At Autodesk, they have a vibrant and growing network of Employee Resource Groups (ERG), where employees can connect with colleagues who have shared experiences. Each ERG is sponsored by a member of their executive leadership team and ERG Global Leads receive an appreciation bonus for each term of service.  

Embracing what makes us different, as well as what unites us, helps create a culture of belonging that allows everyone to do their best work and thrive. Autodesk’s ERGs are essential to enabling and fostering a diverse, inclusive workplace where everyone can feel like they belong. 
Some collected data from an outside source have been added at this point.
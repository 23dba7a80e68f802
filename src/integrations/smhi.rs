//! SMHI point-forecast fetch.
//!
//! Pulls the pmp3g forecast for the configured coordinates and reduces the
//! first time-series entry to the four values the dashboard cares about:
//! temperature, wind speed, median precipitation, and mean cloud cover.

use anyhow::{anyhow, Result};
use serde::Serialize;
use serde_json::Value;

const SMHI_BASE: &str =
    "https://opendata-download-metfcst.smhi.se/api/category/pmp3g/version/2/geotype/point";

/// Outbound request timeout for forecast fetches.
const SMHI_TIMEOUT_SECS: u64 = 10;

/// Current conditions extracted from the first forecast time step.
///
/// Individual parameters are optional: SMHI occasionally omits one, and a
/// partial reading is still worth rendering.
#[derive(Debug, Clone, Serialize)]
pub struct WeatherNow {
    pub temp: Option<f64>,
    pub wind: Option<f64>,
    pub precip: Option<f64>,
    pub cloud: Option<f64>,
    #[serde(rename = "validTime")]
    pub valid_time: String,
}

/// HTTP client for the SMHI open-data forecast API.
pub struct SmhiClient {
    http: reqwest::Client,
    base_url: String,
    lat: String,
    lon: String,
}

impl SmhiClient {
    pub fn new(lat: String, lon: String) -> Result<Self> {
        let http = reqwest::Client::builder()
            .timeout(std::time::Duration::from_secs(SMHI_TIMEOUT_SECS))
            .build()?;
        Ok(Self {
            http,
            base_url: SMHI_BASE.to_owned(),
            lat,
            lon,
        })
    }

    /// Override the API base URL (tests point this at a mock server).
    pub fn with_base_url(mut self, base_url: String) -> Self {
        self.base_url = base_url;
        self
    }

    /// Fetch the forecast and reduce it to current conditions.
    pub async fn current(&self) -> Result<WeatherNow> {
        let url = format!(
            "{}/lon/{}/lat/{}/data.json",
            self.base_url, self.lon, self.lat
        );
        let resp = self.http.get(&url).send().await?;

        if !resp.status().is_success() {
            let status = resp.status();
            let body = resp.text().await.unwrap_or_default();
            anyhow::bail!("SMHI returned {status}: {body}");
        }

        let forecast: Value = resp.json().await?;
        extract_now(&forecast)
    }
}

/// Reduce a raw SMHI forecast document to [`WeatherNow`].
fn extract_now(forecast: &Value) -> Result<WeatherNow> {
    let step = forecast
        .get("timeSeries")
        .and_then(|series| series.get(0))
        .ok_or_else(|| anyhow!("SMHI forecast has no timeSeries"))?;

    let parameter = |name: &str| -> Option<f64> {
        step.get("parameters")?
            .as_array()?
            .iter()
            .find(|p| p.get("name").and_then(Value::as_str) == Some(name))?
            .get("values")?
            .get(0)?
            .as_f64()
    };

    Ok(WeatherNow {
        temp: parameter("t"),
        wind: parameter("ws"),
        precip: parameter("pmedian"),
        cloud: parameter("tcc_mean"),
        valid_time: step
            .get("validTime")
            .and_then(Value::as_str)
            .unwrap_or_default()
            .to_owned(),
    })
}
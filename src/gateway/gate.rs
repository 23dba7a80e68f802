//! Request gate: the security boundary in front of every handler.
//!
//! Runs as axum middleware around the whole router. Public path prefixes
//! pass straight through; everything else needs a valid session cookie,
//! checked by the `ring`-backed [`EdgeVerifier`] — not the signer-side
//! verifier — so both implementations stay exercised in production.
//!
//! A missing cookie and an invalid cookie produce the identical redirect;
//! the gate never reveals why a token failed.

use axum::extract::{Request, State};
use axum::middleware::Next;
use axum::response::{IntoResponse, Redirect, Response};

use crate::auth::edge::EdgeVerifier;
use crate::auth::{epoch_ms, Identity};

use super::{session_cookie, AppState};

/// Path prefixes reachable without a session.
///
/// `/api/ha` stays public: the dashboard widgets on the login screen poll it
/// and Home Assistant is only reachable from the LAN anyway.
pub const PUBLIC_PATHS: &[&str] = &[
    "/login",
    "/api/auth/login",
    "/favicon.ico",
    "/assets",
    "/api/ha",
    "/health",
];

/// Outcome of gating one request.
#[derive(Debug, Clone, PartialEq, Eq)]
pub(crate) enum GateDecision {
    /// Forward to the handler, with the resolved identity when a valid
    /// session was presented on a protected path.
    Allow(Option<Identity>),
    /// Send the client to the login page, preserving the requested path.
    Redirect(String),
}

pub(crate) fn is_public(path: &str) -> bool {
    PUBLIC_PATHS.iter().any(|prefix| path.starts_with(prefix))
}

fn login_redirect(path: &str) -> String {
    format!("/login?redirect={}", urlencoding::encode(path))
}

/// Pure gate decision for one request. The middleware below is a thin
/// wrapper; tests drive this directly.
pub(crate) fn evaluate(
    path: &str,
    cookie: Option<&str>,
    edge: &EdgeVerifier,
    now_ms: u64,
) -> GateDecision {
    if is_public(path) {
        return GateDecision::Allow(None);
    }

    let Some(token) = cookie else {
        return GateDecision::Redirect(login_redirect(path));
    };

    match edge.verify_at(token, now_ms) {
        Some(identity) => GateDecision::Allow(Some(identity)),
        None => GateDecision::Redirect(login_redirect(path)),
    }
}

/// Axum middleware enforcing the gate on every inbound request.
pub async fn require_session(
    State(state): State<AppState>,
    mut req: Request,
    next: Next,
) -> Response {
    let path = req.uri().path().to_owned();
    let cookie = session_cookie(req.headers());

    match evaluate(&path, cookie.as_deref(), &state.edge, epoch_ms()) {
        GateDecision::Allow(Some(identity)) => {
            req.extensions_mut().insert(identity);
            next.run(req).await
        }
        GateDecision::Allow(None) => next.run(req).await,
        GateDecision::Redirect(location) => {
            tracing::debug!(path = %path, "unauthenticated request, redirecting to login");
            Redirect::to(&location).into_response()
        }
    }
}
//! Home Assistant REST client.
//!
//! Wraps the two endpoints the gateway proxies: `GET /api/states` and
//! `POST /api/services/{domain}/{service}`. Every request carries the
//! long-lived access token as a bearer header; the token never reaches the
//! browser.

use anyhow::Result;
use serde::{Deserialize, Serialize};
use serde_json::Value;

/// Outbound request timeout for Home Assistant calls.
const HA_TIMEOUT_SECS: u64 = 10;

/// One entity state as reported by Home Assistant.
#[derive(Debug, Clone, Serialize, Deserialize)]
pub struct HaState {
    pub entity_id: String,
    pub state: String,
    #[serde(default)]
    pub attributes: Value,
    #[serde(default)]
    pub last_changed: String,
    #[serde(default)]
    pub last_updated: String,
}

/// HTTP client for the local Home Assistant instance.
pub struct HaClient {
    http: reqwest::Client,
    base_url: String,
    token: String,
}

impl HaClient {
    pub fn new(base_url: String, token: String) -> Result<Self> {
        let http = reqwest::Client::builder()
            .timeout(std::time::Duration::from_secs(HA_TIMEOUT_SECS))
            .build()?;
        Ok(Self {
            http,
            base_url,
            token,
        })
    }

    /// Fetch all entity states.
    pub async fn states(&self) -> Result<Vec<HaState>> {
        let url = format!("{}/api/states", self.base_url);
        let resp = self
            .http
            .get(&url)
            .bearer_auth(&self.token)
            .send()
            .await?;

        if !resp.status().is_success() {
            let status = resp.status();
            let body = resp.text().await.unwrap_or_default();
            anyhow::bail!("Home Assistant returned {status}: {body}");
        }

        Ok(resp.json().await?)
    }

    /// Invoke a service, e.g. `light.turn_on`, with the given payload.
    pub async fn call_service(&self, domain: &str, service: &str, payload: &Value) -> Result<Value> {
        let url = format!("{}/api/services/{domain}/{service}", self.base_url);
        let resp = self
            .http
            .post(&url)
            .bearer_auth(&self.token)
            .json(payload)
            .send()
            .await?;

        if !resp.status().is_success() {
            let status = resp.status();
            let body = resp.text().await.unwrap_or_default();
            anyhow::bail!("Home Assistant returned {status}: {body}");
        }

        Ok(resp.json().await?)
    }
}
//! Hemma — a small self-hosted web gateway for a household Home Assistant
//! deployment.
//!
//! The interesting part is the stateless session scheme: a three-segment
//! HMAC-SHA256 signed token (JWT-shaped) carried in an HTTP-only cookie,
//! verified by two independent implementations — the signer-side verifier in
//! [`auth::token`] and the request-gate verifier in [`auth::edge`] — that
//! must agree on every token. Everything else is thin I/O plumbing around
//! Home Assistant and the SMHI forecast API.

pub mod auth;
pub mod config;
pub mod gateway;
pub mod integrations;
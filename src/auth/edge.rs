//! Request-gate verifier, independently implemented on `ring`.
//!
//! Deliberately does not reuse [`super::token`]'s crypto: the gate screens
//! requests before they reach application handlers, and the whole point of
//! keeping two implementations is that neither can silently drift — the
//! conformance suite in `tests/conformance.rs` holds them to byte-identical
//! accept/reject behavior.
//!
//! Verification only. The edge never issues tokens.

use ring::hmac;
use serde_json::Value;

use super::{codec, epoch_ms, Identity};

/// Verifies session tokens for the request gate.
pub struct EdgeVerifier {
    key: hmac::Key,
}

impl EdgeVerifier {
    pub fn new(secret: &[u8]) -> Self {
        Self {
            key: hmac::Key::new(hmac::HMAC_SHA256, secret),
        }
    }

    /// Verify a token against the current wall clock.
    pub fn verify(&self, token: &str) -> Option<Identity> {
        self.verify_at(token, epoch_ms())
    }

    /// Verify a token at an explicit point in time.
    ///
    /// Same contract as `SessionSigner::verify_at`: every failure is the
    /// same opaque `None`, and the MAC check runs in constant time
    /// (`ring::hmac::verify`) over the decoded signature bytes.
    pub fn verify_at(&self, token: &str, now_ms: u64) -> Option<Identity> {
        let mut segments = token.split('.');
        let (Some(header), Some(payload), Some(sig), None) = (
            segments.next(),
            segments.next(),
            segments.next(),
            segments.next(),
        ) else {
            return None;
        };

        let sig = codec::decode(sig).ok()?;
        let mut signing_input = Vec::with_capacity(header.len() + payload.len() + 1);
        signing_input.extend_from_slice(header.as_bytes());
        signing_input.push(b'.');
        signing_input.extend_from_slice(payload.as_bytes());
        hmac::verify(&self.key, &signing_input, &sig).ok()?;

        let claims: Value = serde_json::from_slice(&codec::decode(payload).ok()?).ok()?;
        let exp = claims.get("exp")?.as_u64()?;
        if now_ms > exp {
            return None;
        }
        Identity::parse(claims.get("sub")?.as_str()?)
    }
}
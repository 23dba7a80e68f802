use clap::Parser;
use hemma::config::Config;
use tracing_subscriber::EnvFilter;

/// Self-hosted smart-home web gateway with stateless cookie sessions.
#[derive(Debug, Parser)]
#[command(name = "hemma", version, about)]
struct Cli {
    /// Address to bind the gateway to.
    #[arg(long, default_value = "127.0.0.1")]
    host: String,

    /// Port to listen on.
    #[arg(long, default_value_t = 8433)]
    port: u16,
}

#[tokio::main]
async fn main() -> anyhow::Result<()> {
    tracing_subscriber::fmt()
        .with_env_filter(
            EnvFilter::try_from_default_env().unwrap_or_else(|_| EnvFilter::new("info")),
        )
        .init();

    let cli = Cli::parse();

    // Missing secrets are a startup failure, never a per-request surprise.
    let config = Config::from_env()?;

    hemma::gateway::run_gateway(&cli.host, cli.port, config).await
}
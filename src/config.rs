//! Process configuration, loaded once at startup from the environment.
//!
//! Every component reads secrets through the shared [`Config`] value — never
//! straight from `std::env` at request time — so the signer, the edge
//! verifier, and the credential store cannot drift onto different secret
//! sources.

use anyhow::{anyhow, Result};

/// Immutable process-wide configuration.
///
/// All fields are required; [`Config::from_env`] fails naming the first
/// missing variable rather than limping along with a partial setup.
#[derive(Debug, Clone)]
pub struct Config {
    /// HMAC signing secret shared by both verifier implementations.
    pub auth_secret: String,
    /// PIN for the `hannes` identity.
    pub hannes_pin: String,
    /// PIN for the `elvira` identity.
    pub elvira_pin: String,
    /// Base URL of the Home Assistant instance (e.g. `http://ha.local:8123`).
    pub ha_url: String,
    /// Long-lived Home Assistant access token.
    pub ha_token: String,
    /// Latitude for the SMHI point forecast.
    pub smhi_lat: String,
    /// Longitude for the SMHI point forecast.
    pub smhi_lon: String,
}

impl Config {
    /// Load configuration from environment variables.
    pub fn from_env() -> Result<Self> {
        Self::from_lookup(|key| std::env::var(key).ok())
    }

    /// Load configuration through an arbitrary lookup function.
    ///
    /// `from_env` is a thin wrapper over this; tests supply closures instead
    /// of mutating the process environment.
    pub fn from_lookup(lookup: impl Fn(&str) -> Option<String>) -> Result<Self> {
        let require = |key: &str| {
            lookup(key)
                .filter(|value| !value.is_empty())
                .ok_or_else(|| anyhow!("missing required environment variable {key}"))
        };

        Ok(Self {
            auth_secret: require("AUTH_SECRET")?,
            hannes_pin: require("HANNES_PIN")?,
            elvira_pin: require("ELVIRA_PIN")?,
            ha_url: require("HA_URL")?.trim_end_matches('/').to_owned(),
            ha_token: require("HA_TOKEN")?,
            smhi_lat: require("SMHI_LAT")?,
            smhi_lon: require("SMHI_LON")?,
        })
    }
}
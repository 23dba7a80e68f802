//! Outbound integrations: thin HTTP wrappers with no algorithmic content.
//!
//! - [`home_assistant`] — state queries and service calls against the local
//!   Home Assistant instance, authenticated with a long-lived token.
//! - [`smhi`] — point forecast fetch from SMHI open data.

pub mod home_assistant;
pub mod smhi;
//! Stateless session authentication.
//!
//! A session is a compact three-segment token (`header.payload.signature`,
//! each segment base64url without padding) signed with HMAC-SHA256. Nothing
//! is stored server-side; the token itself proves the identity until its
//! embedded expiry.
//!
//! Two verifier implementations exist on purpose:
//! - [`token::SessionSigner`] — issues tokens and verifies them with the
//!   RustCrypto `hmac`/`sha2` stack (login + session introspection);
//! - [`edge::EdgeVerifier`] — verification only, built on `ring`, used by
//!   the request gate that screens every inbound request.
//!
//! They are one algorithm realized twice. `tests/conformance.rs` runs a
//! shared vector table against both; any divergence there is a security bug,
//! not a style difference.

pub mod codec;
pub mod edge;
pub mod store;
pub mod token;

use std::fmt;
use std::time::{Duration, SystemTime, UNIX_EPOCH};

use serde::{Deserialize, Serialize};

/// Name of the session cookie.
pub const SESSION_COOKIE: &str = "ha_app_session";

/// Default session lifetime: 7 days.
pub const DEFAULT_SESSION_TTL: Duration = Duration::from_secs(7 * 24 * 60 * 60);

/// Minimum accepted PIN length. Anything shorter is a formatting error
/// (400), rejected before credentials are ever consulted.
pub const MIN_PIN_LEN: usize = 4;

/// A recognized household member.
///
/// The set is closed: only these values may ever appear as a token subject,
/// and tokens naming anything else are invalid regardless of signature.
#[derive(Debug, Clone, Copy, PartialEq, Eq, Hash, Serialize, Deserialize)]
#[serde(rename_all = "lowercase")]
pub enum Identity {
    Hannes,
    Elvira,
}

impl Identity {
    /// Every recognized identity.
    pub const ALL: [Identity; 2] = [Identity::Hannes, Identity::Elvira];

    /// The wire name of this identity (token `sub` value, login `user` field).
    pub fn as_str(self) -> &'static str {
        match self {
            Identity::Hannes => "hannes",
            Identity::Elvira => "elvira",
        }
    }

    /// Parse a wire name back into an identity. `None` for anything outside
    /// the closed set.
    pub fn parse(value: &str) -> Option<Self> {
        match value {
            "hannes" => Some(Identity::Hannes),
            "elvira" => Some(Identity::Elvira),
            _ => None,
        }
    }
}

impl fmt::Display for Identity {
    fn fmt(&self, f: &mut fmt::Formatter<'_>) -> fmt::Result {
        f.write_str(self.as_str())
    }
}

/// Current wall-clock time as epoch milliseconds (the unit token `exp`
/// claims are expressed in).
pub(crate) fn epoch_ms() -> u64 {
    SystemTime::now()
        .duration_since(UNIX_EPOCH)
        .map(|d| d.as_millis() as u64)
        .unwrap_or(0)
}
Since its founding in 2011, the Autodesk Women’s Network (AWN) has grown a great deal with regard to its scope, reach and membership — all thanks to its innovative leadership team and passionate members. AWN’s vision is “to empower women, at all levels of Autodesk, to develop and realize their full leadership potential, and its mission “is that Autodesk becomes the recognized model workplace for women,” says Ramona Biehn, a Senior Manager of Client Services at Autodesk in Barcelona.  

AWN also encourages full and inclusive participation, regardless of gender, and has grown greatly since its start. “Today, AWN consists of over 1,000 members across more than 40 offices globally,” shares Nancy Haj, a Chief of Staff in Autodesk’s Montreal office. 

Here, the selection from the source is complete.